I can’t say I’ve even thought about hacky sacks in any capacity over the last decade. They were a massive fad in the ’90s that took the world by storm. There was an inherent joy in maneuvering a sack of beans through the air that clicked immediately for a lot of people.
Now, would I want a video game of that? Not particularly, but at least if one existed it should strive to be deeper than the crap seen in California Games back on the NES. Thankfully developer Spaceboy Games has done just that; they’ve created a fun little game about kicking a sack of beans through the air.
Developer: Spaceboy Games
Publisher: Humble Bundle
Released: March 28, 2017
Trying to overcomplicate HackyZack by setting some kind of story up would be pointless. Even the developers didn’t pull that on the official Steam page. “You are Zack. Juggle balls with unique properties through platforming puzzles to a goal at the end of each stage,” reads the description. Done; signed; it’s in the movie!
Like I said above, HackyZack follows a simple puzzle platformer formula. The game begins with a simple concept, explains itself through visual cues and direct interaction and then ups the ante or changes the gimmick in each “world.” What you end up with is a simple game that tests your reflexes and puzzle-solving skills along with providing some cool visuals and music.
The main mode of the game has you kicking around different sacks to a goal and then proceeding to the next level. You can find collectible stickers in each level that unlock a secondary option, Target mode. Target mode shares the same gameplay concept, but switches out a single goal for multiple targets that need to be broken.
The controls are super simple and easy to grasp. You move around with the arrow keys or d-pad, and you have a double jump, a wall jump, and your basic kick. By holding the d-pad or arrow keys in specific directions, you can control how Zack is going to kick the sack in the air (exemplified by a grid around the sack). Some levels will have a regular old sack while others will give you a floaty beach ball, some Matrix-esque slow-motion sack, or hyper bouncy sacks.
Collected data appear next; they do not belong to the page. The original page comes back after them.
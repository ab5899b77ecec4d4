// ABOUTME: Counters and histograms for dispatch, voting and room lifecycle.
// ABOUTME: Thin wrappers over the metrics facade; an exporter is installed by the binary.

use ::metrics::{counter, describe_counter, describe_histogram, histogram};

pub const COMMANDS_TOTAL: &str = "roombot_commands_total";
pub const EVENTS_TOTAL: &str = "roombot_events_total";
pub const DUPLICATE_EVENTS_TOTAL: &str = "roombot_duplicate_events_total";
pub const HANDLER_ERRORS_TOTAL: &str = "roombot_handler_errors_total";
pub const VOTES_TOTAL: &str = "roombot_votes_total";
pub const ROOMS_ADMITTED_TOTAL: &str = "roombot_rooms_admitted_total";
pub const ROOMS_EVICTED_TOTAL: &str = "roombot_rooms_evicted_total";
pub const RECONNECT_ATTEMPTS_TOTAL: &str = "roombot_reconnect_attempts_total";
pub const QUEUE_ACTION_SECONDS: &str = "roombot_queue_action_seconds";

/// Register descriptions with whatever recorder is installed
pub fn describe() {
    describe_counter!(COMMANDS_TOTAL, "Commands routed to a built-in handler");
    describe_counter!(EVENTS_TOTAL, "Websocket events dispatched, by scope");
    describe_counter!(DUPLICATE_EVENTS_TOTAL, "Global events dropped as redeliveries");
    describe_counter!(HANDLER_ERRORS_TOTAL, "Handler failures caught at dispatch");
    describe_counter!(VOTES_TOTAL, "Accepted approve/leave votes");
    describe_counter!(ROOMS_ADMITTED_TOTAL, "Rooms admitted through an invitation");
    describe_counter!(ROOMS_EVICTED_TOTAL, "Rooms left by vote or expiry");
    describe_counter!(RECONNECT_ATTEMPTS_TOTAL, "Room connection attempts");
    describe_histogram!(QUEUE_ACTION_SECONDS, "Time spent running one queued room action");
}

pub fn record_command(name: &str) {
    counter!(COMMANDS_TOTAL, "command" => name.to_string()).increment(1);
}

pub fn record_event(global: bool) {
    let scope = if global { "global" } else { "room" };
    counter!(EVENTS_TOTAL, "scope" => scope).increment(1);
}

pub fn record_duplicate_event() {
    counter!(DUPLICATE_EVENTS_TOTAL).increment(1);
}

pub fn record_handler_error(stage: &'static str) {
    counter!(HANDLER_ERRORS_TOTAL, "stage" => stage).increment(1);
}

pub fn record_vote(kind: &'static str) {
    counter!(VOTES_TOTAL, "kind" => kind).increment(1);
}

pub fn record_room_admitted() {
    counter!(ROOMS_ADMITTED_TOTAL).increment(1);
}

pub fn record_room_evicted(reason: &'static str) {
    counter!(ROOMS_EVICTED_TOTAL, "reason" => reason).increment(1);
}

pub fn record_reconnect_attempt() {
    counter!(RECONNECT_ATTEMPTS_TOTAL).increment(1);
}

pub fn record_queue_action_duration(seconds: f64) {
    histogram!(QUEUE_ACTION_SECONDS).record(seconds);
}
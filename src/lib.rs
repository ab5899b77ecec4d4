// ABOUTME: Binary-side pieces of roombot: wiring, console transport and logging setup.
// ABOUTME: The presence and dispatch logic lives in roombot-core.

pub mod app;
pub mod console;
pub mod logging;
// ABOUTME: Linear backoff bookkeeping for the room reconnect loop.
// ABOUTME: Waits 5s, 10s, 15s... capped at 60s, and gives up after a fixed attempt ceiling.

use anyhow::Result;
use serde::{Deserialize, Serialize};
use std::time::Duration;

/// Longest configurable wait between two connection attempts
pub const MAX_RECONNECT_DELAY: Duration = Duration::from_secs(3600);

/// Backoff configuration for room reconnection
#[derive(Debug, Clone, PartialEq, Eq, Serialize, Deserialize)]
pub struct BackoffConfig {
    /// Added to the delay after each failed attempt
    #[serde(with = "secs", default = "default_step")]
    pub step: Duration,
    /// Maximum delay between attempts
    #[serde(with = "secs", default = "default_max_delay")]
    pub max_delay: Duration,
    /// Attempts before the room is abandoned (a bit over a day at max delay)
    #[serde(default = "default_max_attempts")]
    pub max_attempts: u32,
}

fn default_step() -> Duration {
    Duration::from_secs(5)
}

fn default_max_delay() -> Duration {
    Duration::from_secs(60)
}

fn default_max_attempts() -> u32 {
    1500
}

impl BackoffConfig {
    /// Requires `0 < step <= max_delay <= MAX_RECONNECT_DELAY` and at least one attempt
    pub fn validate(&self) -> Result<()> {
        if self.max_attempts == 0 {
            anyhow::bail!("reconnect.max_attempts must be at least 1");
        }
        if self.step.is_zero() {
            anyhow::bail!("reconnect.step must be at least 1 second");
        }
        if self.max_delay > MAX_RECONNECT_DELAY {
            anyhow::bail!(
                "reconnect.max_delay ({}s) must be at most {}s",
                self.max_delay.as_secs(),
                MAX_RECONNECT_DELAY.as_secs()
            );
        }
        if self.step > self.max_delay {
            anyhow::bail!(
                "reconnect.step ({}s) must not exceed reconnect.max_delay ({}s)",
                self.step.as_secs(),
                self.max_delay.as_secs()
            );
        }
        Ok(())
    }
}

impl Default for BackoffConfig {
    fn default() -> Self {
        Self {
            step: default_step(),
            max_delay: default_max_delay(),
            max_attempts: default_max_attempts(),
        }
    }
}

mod secs {
    use serde::{Deserialize, Deserializer, Serializer};
    use std::time::Duration;

    pub fn serialize<S: Serializer>(d: &Duration, s: S) -> Result<S::Ok, S::Error> {
        s.serialize_u64(d.as_secs())
    }

    pub fn deserialize<'de, D: Deserializer<'de>>(d: D) -> Result<Duration, D::Error> {
        Ok(Duration::from_secs(u64::deserialize(d)?))
    }
}

/// Tracks reconnection attempts for one room
#[derive(Debug)]
pub struct BackoffState {
    config: BackoffConfig,
    attempts: u32,
}

impl BackoffState {
    pub fn new(config: BackoffConfig) -> Self {
        Self {
            config,
            attempts: 0,
        }
    }

    /// Count a connection attempt; false once the ceiling is reached
    pub fn begin_attempt(&mut self) -> bool {
        if self.attempts >= self.config.max_attempts {
            return false;
        }
        self.attempts += 1;
        true
    }

    /// Delay before the next attempt after the current one failed
    pub fn delay(&self) -> Duration {
        self.config
            .step
            .checked_mul(self.attempts)
            .map_or(self.config.max_delay, |d| d.min(self.config.max_delay))
    }

    /// Number of attempts started so far
    pub fn attempts(&self) -> u32 {
        self.attempts
    }

    pub fn max_attempts(&self) -> u32 {
        self.config.max_attempts
    }
}

#[cfg(test)]
mod tests {
    use super::*;

    #[test]
    fn test_default_backoff_config() {
        let config = BackoffConfig::default();
        assert_eq!(config.step, Duration::from_secs(5));
        assert_eq!(config.max_delay, Duration::from_secs(60));
        assert_eq!(config.max_attempts, 1500);
    }

    #[test]
    fn test_linear_backoff_sequence() {
        let mut state = BackoffState::new(BackoffConfig::default());
        let mut delays = Vec::new();
        for _ in 0..14 {
            assert!(state.begin_attempt());
            delays.push(state.delay().as_secs());
        }
        assert_eq!(
            delays,
            vec![5, 10, 15, 20, 25, 30, 35, 40, 45, 50, 55, 60, 60, 60]
        );
        assert_eq!(state.attempts(), 14);
    }

    #[test]
    fn test_delay_saturates_at_max_instead_of_overflowing() {
        let config = BackoffConfig {
            step: Duration::from_secs(u64::MAX / 2),
            max_delay: Duration::from_secs(60),
            max_attempts: 5,
        };
        let mut state = BackoffState::new(config);
        state.begin_attempt();
        state.begin_attempt();
        state.begin_attempt();
        assert_eq!(state.delay(), Duration::from_secs(60));
    }

    #[test]
    fn test_validate_bounds() {
        BackoffConfig::default().validate().unwrap();
        let too_long = BackoffConfig {
            max_delay: MAX_RECONNECT_DELAY + Duration::from_secs(1),
            ..BackoffConfig::default()
        };
        assert!(too_long.validate().is_err());
    }

    #[test]
    fn test_attempt_ceiling() {
        let config = BackoffConfig {
            max_attempts: 3,
            ..BackoffConfig::default()
        };
        let mut state = BackoffState::new(config);

        assert!(state.begin_attempt());
        assert!(state.begin_attempt());
        assert!(state.begin_attempt());
        assert!(!state.begin_attempt());
        assert_eq!(state.attempts(), 3);
    }

    #[test]
    fn test_config_from_toml_seconds() {
        let config: BackoffConfig = toml::from_str("step = 2\nmax_delay = 30").unwrap();
        assert_eq!(config.step, Duration::from_secs(2));
        assert_eq!(config.max_delay, Duration::from_secs(30));
        assert_eq!(config.max_attempts, 1500);
    }
}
Through the process of natural experimentation, you figure out what the properties of each sack are, what the level is asking of you, and how you should go about it. A few levels do allow for different solutions, so you can sometimes get around by breaking the rules set in front of you. That makes for some good replayability, even if the developer’s solution is usually the simplest to execute.
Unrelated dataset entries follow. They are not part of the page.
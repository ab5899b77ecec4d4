// ABOUTME: Stdin/stdout chat transport for running the bot locally without a chat server.
// ABOUTME: Each input line is a message or a slash directive; every post is printed.

use anyhow::{Context, Result};
use async_trait::async_trait;
use roombot_core::traits::event_types;
use roombot_core::{
    ChatMessage, ChatTransport, ChatUser, ConnectError, ConnectionSink, PostFlags, PostedMessage,
    RoomIdentity, UserId, WebSocketEvent,
};
use std::collections::HashMap;
use std::sync::atomic::{AtomicU64, Ordering};
use std::sync::{Arc, Mutex, PoisonError};
use tokio::io::{AsyncBufRead, AsyncBufReadExt, AsyncWrite, AsyncWriteExt};

/// The bot's own user id on the console
pub const CONSOLE_SELF_ID: UserId = 0;

const HELP: &str = "\
/room <host:id>                 switch the room your lines are sent to
/user <id>                      speak as another user
/event <type> [global] [room]   inject a websocket event (room = subject room id)
/raw <json>                     inject a websocket event given as JSON
/rooms                          list connected rooms
/quit                           exit";

type SharedWriter = tokio::sync::Mutex<Box<dyn AsyncWrite + Send + Unpin>>;

pub struct ConsoleTransport {
    out: SharedWriter,
    sinks: Mutex<HashMap<RoomIdentity, Arc<dyn ConnectionSink>>>,
    next_id: AtomicU64,
}

impl ConsoleTransport {
    pub fn stdout() -> Self {
        Self::with_writer(Box::new(tokio::io::stdout()))
    }

    pub fn with_writer(out: Box<dyn AsyncWrite + Send + Unpin>) -> Self {
        Self {
            out: tokio::sync::Mutex::new(out),
            sinks: Mutex::new(HashMap::new()),
            next_id: AtomicU64::new(1),
        }
    }

    fn next_id(&self) -> u64 {
        self.next_id.fetch_add(1, Ordering::Relaxed)
    }

    async fn print(&self, line: &str) -> Result<()> {
        let mut out = self.out.lock().await;
        out.write_all(format!("{}\n", line).as_bytes())
            .await
            .context("Failed to write console output")?;
        out.flush().await.context("Failed to flush console output")?;
        Ok(())
    }

    pub fn sink(&self, room: &RoomIdentity) -> Option<Arc<dyn ConnectionSink>> {
        self.sinks
            .lock()
            .unwrap_or_else(PoisonError::into_inner)
            .get(room)
            .cloned()
    }

    pub fn connected_rooms(&self) -> Vec<RoomIdentity> {
        let mut rooms: Vec<RoomIdentity> = self
            .sinks
            .lock()
            .unwrap_or_else(PoisonError::into_inner)
            .keys()
            .cloned()
            .collect();
        rooms.sort();
        rooms
    }
}

#[async_trait]
impl ChatTransport for ConsoleTransport {
    async fn connect(
        &self,
        room: &RoomIdentity,
        sink: Arc<dyn ConnectionSink>,
    ) -> std::result::Result<(), ConnectError> {
        self.sinks
            .lock()
            .unwrap_or_else(PoisonError::into_inner)
            .insert(room.clone(), Arc::clone(&sink));
        self.print(&format!("* connected to {}", room))
            .await
            .map_err(ConnectError::Fatal)?;
        sink.on_connect(room).await;
        Ok(())
    }

    async fn leave_room(&self, room: &RoomIdentity) -> Result<()> {
        self.sinks
            .lock()
            .unwrap_or_else(PoisonError::into_inner)
            .remove(room);
        self.print(&format!("* left {}", room)).await
    }

    async fn post_message(
        &self,
        room: &RoomIdentity,
        text: &str,
        flags: PostFlags,
    ) -> Result<PostedMessage> {
        let marker = if flags.force { "!" } else { "" };
        self.print(&format!("[{}] bot{}: {}", room, marker, text))
            .await?;
        Ok(PostedMessage {
            id: self.next_id(),
            room: room.clone(),
            text: text.to_string(),
        })
    }

    async fn get_chat_users(&self, _room: &RoomIdentity, ids: &[UserId]) -> Result<Vec<ChatUser>> {
        Ok(ids
            .iter()
            .map(|id| ChatUser::new(*id, format!("user{}", id)))
            .collect())
    }

    async fn get_pingable_name(&self, _room: &RoomIdentity, user_id: UserId) -> Result<String> {
        Ok(format!("user{}", user_id))
    }

    fn is_self(&self, _host: &str, user_id: UserId) -> bool {
        user_id == CONSOLE_SELF_ID
    }
}

/// One parsed line of console input
#[derive(Debug, Clone, PartialEq, Eq)]
pub enum ConsoleInput {
    Empty,
    Message(String),
    Event(WebSocketEvent),
    SwitchRoom(RoomIdentity),
    SwitchUser(UserId),
    ListRooms,
    Help,
    Quit,
}

/// Parse a console line in the context of the current room and user
pub fn parse_line(line: &str, room: &RoomIdentity, user: UserId, id: u64) -> Result<ConsoleInput> {
    let line = line.trim_end();
    if line.trim().is_empty() {
        return Ok(ConsoleInput::Empty);
    }
    let Some(directive) = line.strip_prefix('/') else {
        return Ok(ConsoleInput::Message(line.to_string()));
    };

    let (name, rest) = directive
        .split_once(char::is_whitespace)
        .map(|(n, r)| (n, r.trim()))
        .unwrap_or((directive, ""));
    match name {
        "quit" | "exit" => Ok(ConsoleInput::Quit),
        "help" => Ok(ConsoleInput::Help),
        "rooms" => Ok(ConsoleInput::ListRooms),
        "room" => Ok(ConsoleInput::SwitchRoom(rest.parse()?)),
        "user" => Ok(ConsoleInput::SwitchUser(
            rest.parse().with_context(|| format!("'{}' is not a user id", rest))?,
        )),
        "raw" => {
            let event: WebSocketEvent =
                serde_json::from_str(rest).context("Invalid websocket event JSON")?;
            Ok(ConsoleInput::Event(event))
        }
        "event" => {
            let mut args = rest.split_whitespace();
            let event_type: u32 = args
                .next()
                .context("Usage: /event <type> [global] [room]")?
                .parse()
                .context("Event type must be a number")?;
            let mut global = false;
            let mut subject = None;
            for arg in args {
                match arg {
                    "global" => global = true,
                    other => {
                        subject = Some(
                            other
                                .parse::<u64>()
                                .with_context(|| format!("'{}' is not a room id", other))?,
                        )
                    }
                }
            }

            let mut event = if global {
                WebSocketEvent::global_event(id, event_type, room.host.clone())
            } else {
                WebSocketEvent::room_event(id, event_type, room.clone())
            }
            .with_user(user);
            if let Some(subject) = subject {
                event = event.with_subject_room(subject);
            }
            if event_type == event_types::INVITATION {
                event = event.with_target_user(CONSOLE_SELF_ID);
            }
            Ok(ConsoleInput::Event(event))
        }
        other => anyhow::bail!("Unknown directive /{} (try /help)", other),
    }
}

/// Feed console input into the connected rooms until EOF or `/quit`
pub async fn run_console<R>(
    input: R,
    transport: Arc<ConsoleTransport>,
    mut room: RoomIdentity,
    mut user: UserId,
) -> Result<()>
where
    R: AsyncBufRead + Unpin,
{
    let mut lines = input.lines();
    let mut next_id: u64 = 1;

    while let Some(line) = lines.next_line().await.context("Failed to read input")? {
        let id = next_id;
        next_id += 1;

        let parsed = match parse_line(&line, &room, user, id) {
            Ok(parsed) => parsed,
            Err(e) => {
                transport.print(&format!("* {:#}", e)).await?;
                continue;
            }
        };

        match parsed {
            ConsoleInput::Empty => {}
            ConsoleInput::Quit => break,
            ConsoleInput::Help => transport.print(HELP).await?,
            ConsoleInput::ListRooms => {
                for connected in transport.connected_rooms() {
                    transport.print(&format!("* {}", connected)).await?;
                }
            }
            ConsoleInput::SwitchRoom(next) => {
                transport.print(&format!("* now talking in {}", next)).await?;
                room = next;
            }
            ConsoleInput::SwitchUser(next) => {
                transport.print(&format!("* now speaking as user{}", next)).await?;
                user = next;
            }
            ConsoleInput::Message(text) => match transport.sink(&room) {
                Some(sink) => {
                    let author = ChatUser::new(user, format!("user{}", user));
                    sink.on_message_event(ChatMessage::new(id, room.clone(), author, text))
                        .await;
                }
                None => transport.print(&format!("* not connected to {}", room)).await?,
            },
            ConsoleInput::Event(event) => {
                let target = event.room.clone().unwrap_or_else(|| room.clone());
                match transport.sink(&target) {
                    Some(sink) => sink.on_websocket_event(event).await,
                    None => transport.print(&format!("* not connected to {}", target)).await?,
                }
            }
        }
    }

    tracing::info!("Console input closed");
    Ok(())
}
Of course, since this is a platformer, you aren’t just kicking sacks around with no obstacles. You’ll need to guide the sacks through time-sensitive walls, moving platforms, and even death blocks. If Zack isn’t careful, he can die by missing a jump or running into an obstacle, but the punishment isn’t too severe. Since each level is micro-sized, you’ll lose approximately 30 seconds of progress depending on what the challenge is asking of you.
Along with that extra game mode, collecting stickers also unlocks different costumes for Zack. They don’t modify the gameplay in any manner, so it acts purely as a cosmetic difference. I particularly like the frog suit that has Zack ribbit as he jumps about.
Honestly, that is all HackyZack has. There are no hints of some grand evil schemes or any explanation for why Zack is playing a game of death sack; you just get put into a level and are told to complete it. It is refreshing to see a game state its intention and deliver on that premise with no compromising.
The presentation is really killer, evoking the charm of Yoshi’s Island in its visuals. The level select screen is shown like a storybook and everything has a crayon style to it. Zack sports a goofy face and makes funny sounds when he jumps. It’s hard not to smile when playing the game.
The soundtrack is also very relaxing, probably as a counter to the sometimes difficult puzzles. Even when I was getting a little frustrated at the timing required for some of the later levels, just taking a second to soak in the ambiance helps with calming your nerves.
So if everything is simple and it works without a hitch, why aren’t I more positive? Mostly for one reason: the game lacks ambition. I suppose that is more a personal thing, but I would have liked to see more levels with different concepts or even a level editor. Heck, a multiplayer sack-off would have been great, especially with how crazy some of the levels are.
There is also the fact that I’ve played a lot of indie platformers that iterate on what Braid did, so the very idea of a mechanic-focused platformer isn’t novel anymore. Just this year I played through HoPiKo, another indie platformer that follows in the same vein as Jonathan Blow’s masterpiece. That doesn’t mean HackyZack is bad or shouldn’t be played, just that I didn’t gel with it as much as previous efforts in this genre.
The thing with these types of games, though, is that they really engage the player at a mechanical level. I think it’s impossible to walk away from one of them and think your time was wasted. It doesn’t patronize you with endless tutorials or wrestle control away from you at key moments; everything that happens in the game is because of your input.
So even if I’m not in love with HackyZack, I still really like it. It only lasts a few hours, but it’s a few hours of genuine fun that makes you feel good. There is no need to complicate that further.
[This review is based on a retail build of the game provided by the publisher.]